The abstract is about the cohort A, stage I of the ongoing global phase Ⅲ trial that evaluating the safety and efficacy of Catumaxomab in advanced GC patients with peritoneal metastasis (clinicaltrials.gov: NCT04222114). Worldwide, GC is one of the most common cancers, contributing to more than 1 million cases per year and 5.6% of all cancer diagnoses [1]. Approximately 50% of the advanced GC patients will develop peritoneal metastasis after radical resection, along with malignant ascites in most cases. Furthermore, peritoneal metastasis is associated with poor prognosis and quality of life compared with metastasis to other organs [2]. Peritoneal metastasis is treated with systemic therapies. The estimated survival period for the patients who fail to respond to third-line therapy is limited to only 2.3-2.4 months according to multiple RCTs.

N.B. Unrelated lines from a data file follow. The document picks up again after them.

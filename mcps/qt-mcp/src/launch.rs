//! Starting a Qt application with the probe, or loading the probe into one
//!
//! Launching goes through the probe's launcher executable. Injection into a
//! running process uses gdb to call `setenv` and `dlopen` inside the target
//! (Linux only).

use std::ffi::OsString;
use std::path::{Path, PathBuf};
use std::process::Stdio;
use std::time::Duration;

use probe_client::{wait_for_ready, ManagedProcess, ReadinessOptions};
use serde::Serialize;
use thiserror::Error;
use tokio::process::Command;

use crate::artifacts::{
    find_in_path, find_probe_library, launcher_filename, probe_search_dirs, Platform,
};
use crate::config::{expand_path, ServerConfig};
use crate::session::SessionContext;

/// How long gdb may take to attach, load the probe and detach
pub const INJECT_TIMEOUT: Duration = Duration::from_secs(30);

/// `dlopen` flag passed through gdb
const RTLD_NOW: i32 = 2;

const PTRACE_HINT: &str = "On Linux, ensure ptrace is allowed: \
     echo 0 | sudo tee /proc/sys/kernel/yama/ptrace_scope";

#[derive(Error, Debug)]
pub enum LaunchError {
    #[error("Launcher not found: {0:?}. Install the QtMCP tools for your Qt version (see `qtmcp locate-tools`)")]
    LauncherNotFound(PathBuf),

    #[error("Could not start {program:?}: {source}")]
    Spawn {
        program: PathBuf,
        #[source]
        source: std::io::Error,
    },

    #[error(
        "Runtime injection into running processes is not supported on this platform. \
         Use qtmcp_launch_app to start the application with the probe from the beginning."
    )]
    InjectionUnsupported,

    #[error(
        "gdb is required for runtime probe injection on Linux but was not found in PATH. \
         Install it with: apt install gdb (Debian/Ubuntu) or yum install gdb (RHEL/Fedora)."
    )]
    GdbNotFound,

    #[error("Could not find the QtMCP probe library. Provide probe_path explicitly, or install the probe next to the launcher")]
    ProbeLibraryNotFound,

    #[error("Probe library not found at: {0}")]
    ProbeLibraryMissing(PathBuf),

    #[error("gdb timed out after {} seconds", .0.as_secs())]
    InjectionTimeout(Duration),

    #[error("gdb could not attach to PID {pid} (permission denied). {PTRACE_HINT}")]
    PtraceDenied { pid: u32 },

    #[error("gdb exited with code {code:?}: {stderr}")]
    InjectionFailed { code: Option<i32>, stderr: String },

    #[error("Invalid connect timeout: {0}")]
    InvalidTimeout(f64),
}

/// Everything needed to start a target through the launcher
#[derive(Debug, Clone, PartialEq)]
pub struct LaunchRequest {
    pub launcher: PathBuf,
    pub target: PathBuf,
    pub port: u16,
    pub qt_version: Option<String>,
    pub qt_path: Option<PathBuf>,
    pub connect_timeout: Duration,
}

impl LaunchRequest {
    /// Request for `target` using the server's defaults
    pub fn from_config(config: &ServerConfig, target: PathBuf) -> Self {
        Self {
            launcher: resolve_launcher(config.launcher_path.as_deref()),
            target,
            port: config.port,
            qt_version: config.qt_version.clone(),
            qt_path: config.qt_path.clone(),
            connect_timeout: config.connect_timeout,
        }
    }

    pub fn ws_url(&self) -> String {
        local_ws_url(self.port)
    }
}

/// Everything needed to load the probe into a running process
#[derive(Debug, Clone, PartialEq)]
pub struct InjectRequest {
    pub pid: u32,
    pub probe_path: Option<PathBuf>,
    pub qt_path: Option<PathBuf>,
    pub qt_version: Option<String>,
    pub launcher_path: Option<PathBuf>,
    pub port: u16,
    pub connect_timeout: Duration,
}

impl InjectRequest {
    pub fn from_config(config: &ServerConfig, pid: u32) -> Self {
        Self {
            pid,
            probe_path: None,
            qt_path: config.qt_path.clone(),
            qt_version: config.qt_version.clone(),
            launcher_path: config.launcher_path.clone(),
            port: config.port,
            connect_timeout: config.connect_timeout,
        }
    }

    pub fn ws_url(&self) -> String {
        local_ws_url(self.port)
    }
}

fn local_ws_url(port: u16) -> String {
    format!("ws://localhost:{port}")
}

/// Outcome of a launch that got as far as starting the launcher
#[derive(Debug, Clone, PartialEq, Serialize)]
pub struct LaunchReport {
    pub launched: bool,
    pub connected: bool,
    pub target: String,
    pub ws_url: String,
    pub pid: Option<u32>,
    #[serde(skip_serializing_if = "Option::is_none")]
    pub error: Option<String>,
}

/// Outcome of an injection that got as far as loading the probe
#[derive(Debug, Clone, PartialEq, Serialize)]
pub struct InjectReport {
    pub injected: bool,
    pub connected: bool,
    pub pid: u32,
    pub ws_url: String,
    #[serde(skip_serializing_if = "Option::is_none")]
    pub probe_path: Option<String>,
    #[serde(skip_serializing_if = "Option::is_none")]
    pub error: Option<String>,
}

/// Seconds from a tool argument, falling back to `default`
pub fn timeout_or(secs: Option<f64>, default: Duration) -> Result<Duration, LaunchError> {
    match secs {
        Some(secs) => Duration::try_from_secs_f64(secs).map_err(|_| LaunchError::InvalidTimeout(secs)),
        None => Ok(default),
    }
}

/// Configured launcher, else the launcher found on `PATH`, else its bare name
pub fn resolve_launcher(configured: Option<&Path>) -> PathBuf {
    if let Some(path) = configured {
        return path.to_path_buf();
    }
    let name = Platform::detect().map_or("qtmcp-launcher", launcher_filename);
    find_in_path(name).unwrap_or_else(|| PathBuf::from(name))
}

/// Start `request.target` via the launcher and connect to its probe
///
/// Spawn failures are errors; a probe that never comes up is reported in
/// the returned [`LaunchReport`].
pub async fn launch_and_connect(
    session: &SessionContext,
    request: &LaunchRequest,
) -> Result<LaunchReport, LaunchError> {
    let target = request.target.to_string_lossy().into_owned();
    let args = launch_args(&target, request.port, request.qt_version.as_deref());
    let env = launch_env(request.qt_path.as_deref());

    tracing::info!(
        app = %target,
        launcher = %request.launcher.display(),
        port = request.port,
        "Launching application"
    );

    let mut process =
        ManagedProcess::spawn(&request.launcher, &args, env).map_err(|source| {
            if source.kind() == std::io::ErrorKind::NotFound {
                LaunchError::LauncherNotFound(request.launcher.clone())
            } else {
                LaunchError::Spawn {
                    program: request.launcher.clone(),
                    source,
                }
            }
        })?;
    let pid = process.pid();

    let ws_url = request.ws_url();
    let ready = wait_for_ready(
        &ws_url,
        ReadinessOptions::with_timeout(request.connect_timeout),
        session.discovery(),
        Some(&mut process),
    )
    .await;
    session.track_process(process).await;

    let error = match ready {
        Ok(conn) => {
            session.install_probe(conn).await;
            None
        }
        Err(e) => {
            tracing::warn!(url = %ws_url, error = %e, "Launched probe did not become ready");
            Some(e.to_string())
        }
    };

    Ok(LaunchReport {
        launched: true,
        connected: error.is_none(),
        target,
        ws_url,
        pid,
        error,
    })
}

/// Locate the probe library for an injection request
fn resolve_probe_library(request: &InjectRequest) -> Result<PathBuf, LaunchError> {
    let probe = match &request.probe_path {
        Some(path) => path.clone(),
        None => {
            let platform = Platform::detect().map_err(|_| LaunchError::InjectionUnsupported)?;
            let dirs = probe_search_dirs(request.launcher_path.as_deref(), platform);
            find_probe_library(&dirs, request.qt_version.as_deref(), platform)
                .ok_or(LaunchError::ProbeLibraryNotFound)?
        }
    };

    if !probe.is_file() {
        return Err(LaunchError::ProbeLibraryMissing(probe));
    }
    Ok(std::fs::canonicalize(&probe).unwrap_or(probe))
}

/// Load the probe into a running process with gdb and connect to it
pub async fn inject_and_connect(
    session: &SessionContext,
    request: &InjectRequest,
) -> Result<InjectReport, LaunchError> {
    if !cfg!(target_os = "linux") {
        return Err(LaunchError::InjectionUnsupported);
    }

    let gdb = find_in_path("gdb").ok_or(LaunchError::GdbNotFound)?;
    let probe = resolve_probe_library(request)?;
    let env = launch_env(request.qt_path.as_deref());

    inject_with_gdb(&gdb, request.pid, &probe, request.port, &env).await?;

    let ws_url = request.ws_url();
    let ready = wait_for_ready(
        &ws_url,
        ReadinessOptions::with_timeout(request.connect_timeout),
        session.discovery(),
        None,
    )
    .await;

    let report = match ready {
        Ok(conn) => {
            session.install_probe(conn).await;
            InjectReport {
                injected: true,
                connected: true,
                pid: request.pid,
                ws_url,
                probe_path: Some(probe.display().to_string()),
                error: None,
            }
        }
        Err(e) => {
            tracing::warn!(url = %ws_url, error = %e, "Injected probe did not become ready");
            InjectReport {
                injected: true,
                connected: false,
                pid: request.pid,
                ws_url,
                probe_path: None,
                error: Some(e.to_string()),
            }
        }
    };
    Ok(report)
}

/// Tool-supplied path, expanded, or the configured one
pub fn path_or(arg: Option<&str>, configured: Option<&Path>) -> Option<PathBuf> {
    arg.map(expand_path).or_else(|| configured.map(Path::to_path_buf))
}

/// Launcher arguments: `TARGET --port N --detach [--qt-version V]`
pub fn launch_args(target: &str, port: u16, qt_version: Option<&str>) -> Vec<String> {
    let mut args = vec![
        target.to_string(),
        "--port".to_string(),
        port.to_string(),
        "--detach".to_string(),
    ];
    if let Some(version) = qt_version {
        args.push("--qt-version".to_string());
        args.push(version.to_string());
    }
    args
}

/// Variable the dynamic loader searches for Qt libraries
pub fn library_path_var() -> &'static str {
    if cfg!(windows) {
        "PATH"
    } else {
        "LD_LIBRARY_PATH"
    }
}

/// Environment additions putting `qt_path` first on the library path
pub fn launch_env(qt_path: Option<&Path>) -> Vec<(String, OsString)> {
    let Some(qt_path) = qt_path else {
        return Vec::new();
    };

    let var = library_path_var();
    let existing = std::env::var_os(var).unwrap_or_default();
    vec![(var.to_string(), prepend_path(qt_path, &existing))]
}

fn prepend_path(dir: &Path, existing: &OsString) -> OsString {
    let mut paths = vec![dir.to_path_buf()];
    paths.extend(std::env::split_paths(existing).filter(|p| !p.as_os_str().is_empty()));
    std::env::join_paths(paths).unwrap_or_else(|_| dir.as_os_str().to_os_string())
}

/// gdb command line that sets `QTMCP_PORT` and loads `probe` into `pid`
pub fn gdb_inject_args(pid: u32, probe: &Path, port: u16) -> Vec<String> {
    let commands = [
        format!("call (int)setenv(\"QTMCP_PORT\", \"{port}\", 1)"),
        format!("call (void*)dlopen(\"{}\", {RTLD_NOW})", probe.display()),
        "detach".to_string(),
        "quit".to_string(),
    ];

    let mut args = vec!["-batch".to_string(), "-p".to_string(), pid.to_string()];
    for command in commands {
        args.push("-ex".to_string());
        args.push(command);
    }
    args
}

/// Map a failed gdb run to an error, spotting ptrace denials
pub fn classify_gdb_failure(pid: u32, code: Option<i32>, stderr: &str) -> LaunchError {
    let stderr = stderr.trim();
    let lower = stderr.to_lowercase();
    if lower.contains("ptrace") || lower.contains("not permitted") {
        return LaunchError::PtraceDenied { pid };
    }
    LaunchError::InjectionFailed {
        code,
        stderr: stderr.chars().take(probe_client::process::STDERR_TAIL_CHARS).collect(),
    }
}

/// Attach gdb to `pid` and load the probe library
pub async fn inject_with_gdb(
    gdb: &Path,
    pid: u32,
    probe: &Path,
    port: u16,
    env: &[(String, OsString)],
) -> Result<(), LaunchError> {
    tracing::info!(pid, probe = %probe.display(), "Injecting probe via gdb");

    let output = Command::new(gdb)
        .args(gdb_inject_args(pid, probe, port))
        .envs(env.iter().map(|(k, v)| (k, v)))
        .stdin(Stdio::null())
        .stdout(Stdio::piped())
        .stderr(Stdio::piped())
        .kill_on_drop(true)
        .output();

    let output = match tokio::time::timeout(INJECT_TIMEOUT, output).await {
        Ok(Ok(output)) => output,
        Ok(Err(source)) => {
            return Err(LaunchError::Spawn {
                program: gdb.to_path_buf(),
                source,
            })
        }
        Err(_) => return Err(LaunchError::InjectionTimeout(INJECT_TIMEOUT)),
    };

    if !output.status.success() {
        let stderr = String::from_utf8_lossy(&output.stderr);
        return Err(classify_gdb_failure(pid, output.status.code(), &stderr));
    }

    tracing::info!(pid, "Probe injected, waiting for WebSocket");
    Ok(())
}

In our study, 9 GC patients with peritoneal metastasis (33% had failed third-line therapy) were treated with Catumaxomab, the median overall survival was 3.4 months, with remarkable ascites regression. Catumaxomab as an T cell engaging immunotherapy has showed promising early efficacy signals.

About Catumaxomab
Catumaxomab was approved by the European Medicines Agency in 2009 for the treatment of malignant ascites. It is a bispecific antibody that binds to EpCAM (the epithelial cell adhesion molecule) on the tumor cell–and CD3 on the T cell, recruits immune accessory cells through FcγR binding at the same time. Catumaxomab kills tumor cells by engaging T cell and accessory cell mediated cytotoxicity and has the potential to induce long-term vaccinal effects which has been verified in animal models. Currently, Catumaxomab is being evaluated in clinical trials for both advanced gastric cancer (NCT04222114) and non-muscle invasive bladder cancer (NCT04799847).